(Dataset entries)

────

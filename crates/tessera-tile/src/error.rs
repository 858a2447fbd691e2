//! Error types for fallible tile operations.
//!
//! Malformed interaction (unknown region ids, drags with no edge under the
//! pointer, resizing an empty container) is never an error; those calls are
//! no-ops. Errors are reserved for configuration, snapshot restore, and
//! scratch-buffer allocation during a commit.

use std::fmt;

use crate::registry::RegionId;

/// Invalid configuration values.
#[derive(Debug, Clone, PartialEq, Eq)]
pub enum TileConfigError {
    NegativeGrabTolerance { value: i32 },
    NegativeMinimum { axis: &'static str, value: i32 },
    Parse { reason: String },
}

impl fmt::Display for TileConfigError {
    fn fmt(&self, f: &mut fmt::Formatter<'_>) -> fmt::Result {
        match self {
            Self::NegativeGrabTolerance { value } => {
                write!(f, "grab tolerance must be non-negative, got {value}")
            }
            Self::NegativeMinimum { axis, value } => {
                write!(f, "minimum {axis} must be non-negative, got {value}")
            }
            Self::Parse { reason } => write!(f, "invalid tile configuration: {reason}"),
        }
    }
}

impl std::error::Error for TileConfigError {}

/// Reasons a snapshot cannot be restored into a container.
#[derive(Debug, Clone, PartialEq, Eq)]
pub enum SnapshotError {
    UnsupportedSchemaVersion { found: u16, supported: u16 },
    UnknownRegion { region: RegionId },
    MissingRegion { region: RegionId },
    /// The restored bounds would break the exact-cover invariant.
    CoverViolation { issues: usize },
}

impl fmt::Display for SnapshotError {
    fn fmt(&self, f: &mut fmt::Formatter<'_>) -> fmt::Result {
        match self {
            Self::UnsupportedSchemaVersion { found, supported } => write!(
                f,
                "unsupported snapshot schema version {found} (supported: {supported})"
            ),
            Self::UnknownRegion { region } => {
                write!(f, "snapshot references unknown region {}", region.get())
            }
            Self::MissingRegion { region } => {
                write!(f, "snapshot is missing region {}", region.get())
            }
            Self::CoverViolation { issues } => write!(
                f,
                "snapshot bounds do not tile the container ({issues} invariant issue(s))"
            ),
        }
    }
}

impl std::error::Error for SnapshotError {}

/// Top-level error for tile operations.
#[derive(Debug, Clone, PartialEq, Eq)]
pub enum TileError {
    /// The commit scratch buffer could not be allocated. Live bounds are
    /// untouched.
    ScratchAllocation { regions: usize },
    Config(TileConfigError),
    Snapshot(SnapshotError),
    /// A patch was built for a different number of regions.
    PatchLength { expected: usize, actual: usize },
    /// A patch would break the cover or overlap invariants.
    RejectedPatch { issues: usize },
}

impl fmt::Display for TileError {
    fn fmt(&self, f: &mut fmt::Formatter<'_>) -> fmt::Result {
        match self {
            Self::ScratchAllocation { regions } => write!(
                f,
                "failed to allocate commit buffer for {regions} region(s)"
            ),
            Self::Config(err) => write!(f, "{err}"),
            Self::Snapshot(err) => write!(f, "{err}"),
            Self::PatchLength { expected, actual } => write!(
                f,
                "patch has {actual} region(s), container has {expected}"
            ),
            Self::RejectedPatch { issues } => write!(
                f,
                "patch does not tile the container ({issues} invariant issue(s))"
            ),
        }
    }
}

impl std::error::Error for TileError {
    fn source(&self) -> Option<&(dyn std::error::Error + 'static)> {
        match self {
            Self::ScratchAllocation { .. }
            | Self::PatchLength { .. }
            | Self::RejectedPatch { .. } => None,
            Self::Config(err) => Some(err),
            Self::Snapshot(err) => Some(err),
        }
    }
}

impl From<TileConfigError> for TileError {
    fn from(err: TileConfigError) -> Self {
        Self::Config(err)
    }
}

impl From<SnapshotError> for TileError {
    fn from(err: SnapshotError) -> Self {
        Self::Snapshot(err)
    }
}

────

TASK BRIEF ::
Copy each line of the data exactly, leaving nothing out.

EXPECTED OUTPUT ::
filename crates/tessera-tile/src/error.rs
repository 858a2447fbd691e2
//! Error types for fallible tile operations.
//!
//! Malformed interaction (unknown region ids, drags with no edge under the
//! pointer, resizing an empty container) is never an error; those calls are
//! no-ops. Errors are reserved for configuration, snapshot restore, and
//! scratch-buffer allocation during a commit.

use std::fmt;

use crate::registry::RegionId;

/// Invalid configuration values.
#[derive(Debug, Clone, PartialEq, Eq)]
pub enum TileConfigError {
    NegativeGrabTolerance { value: i32 },
    NegativeMinimum { axis: &'static str, value: i32 },
    Parse { reason: String },
}

impl fmt::Display for TileConfigError {
    fn fmt(&self, f: &mut fmt::Formatter<'_>) -> fmt::Result {
        match self {
            Self::NegativeGrabTolerance { value } => {
                write!(f, "grab tolerance must be non-negative, got {value}")
            }
            Self::NegativeMinimum { axis, value } => {
                write!(f, "minimum {axis} must be non-negative, got {value}")
            }
            Self::Parse { reason } => write!(f, "invalid tile configuration: {reason}"),
        }
    }
}

impl std::error::Error for TileConfigError {}

/// Reasons a snapshot cannot be restored into a container.
#[derive(Debug, Clone, PartialEq, Eq)]
pub enum SnapshotError {
    UnsupportedSchemaVersion { found: u16, supported: u16 },
    UnknownRegion { region: RegionId },
    MissingRegion { region: RegionId },
    /// The restored bounds would break the exact-cover invariant.
    CoverViolation { issues: usize },
}

impl fmt::Display for SnapshotError {
    fn fmt(&self, f: &mut fmt::Formatter<'_>) -> fmt::Result {
        match self {
            Self::UnsupportedSchemaVersion { found, supported } => write!(
                f,
                "unsupported snapshot schema version {found} (supported: {supported})"
            ),
            Self::UnknownRegion { region } => {
                write!(f, "snapshot references unknown region {}", region.get())
            }
            Self::MissingRegion { region } => {
                write!(f, "snapshot is missing region {}", region.get())
            }
            Self::CoverViolation { issues } => write!(
                f,
                "snapshot bounds do not tile the container ({issues} invariant issue(s))"
            ),
        }
    }
}

impl std::error::Error for SnapshotError {}

/// Top-level error for tile operations.
#[derive(Debug, Clone, PartialEq, Eq)]
pub enum TileError {
    /// The commit scratch buffer could not be allocated. Live bounds are
    /// untouched.
    ScratchAllocation { regions: usize },
    Config(TileConfigError),
    Snapshot(SnapshotError),
    /// A patch was built for a different number of regions.
    PatchLength { expected: usize, actual: usize },
    /// A patch would break the cover or overlap invariants.
    RejectedPatch { issues: usize },
}

impl fmt::Display for TileError {
    fn fmt(&self, f: &mut fmt::Formatter<'_>) -> fmt::Result {
        match self {
            Self::ScratchAllocation { regions } => write!(
                f,
                "failed to allocate commit buffer for {regions} region(s)"
            ),
            Self::Config(err) => write!(f, "{err}"),
            Self::Snapshot(err) => write!(f, "{err}"),
            Self::PatchLength { expected, actual } => write!(
                f,
                "patch has {actual} region(s), container has {expected}"
            ),
            Self::RejectedPatch { issues } => write!(
                f,
                "patch does not tile the container ({issues} invariant issue(s))"
            ),
        }
    }
}

impl std::error::Error for TileError {
    fn source(&self) -> Option<&(dyn std::error::Error + 'static)> {
        match self {
            Self::ScratchAllocation { .. }
            | Self::PatchLength { .. }
            | Self::RejectedPatch { .. } => None,
            Self::Config(err) => Some(err),
            Self::Snapshot(err) => Some(err),
        }
    }
}

impl From<TileConfigError> for TileError {
    fn from(err: TileConfigError) -> Self {
        Self::Config(err)
    }
}

impl From<SnapshotError> for TileError {
    fn from(err: SnapshotError) -> Self {
        Self::Snapshot(err)
    }
}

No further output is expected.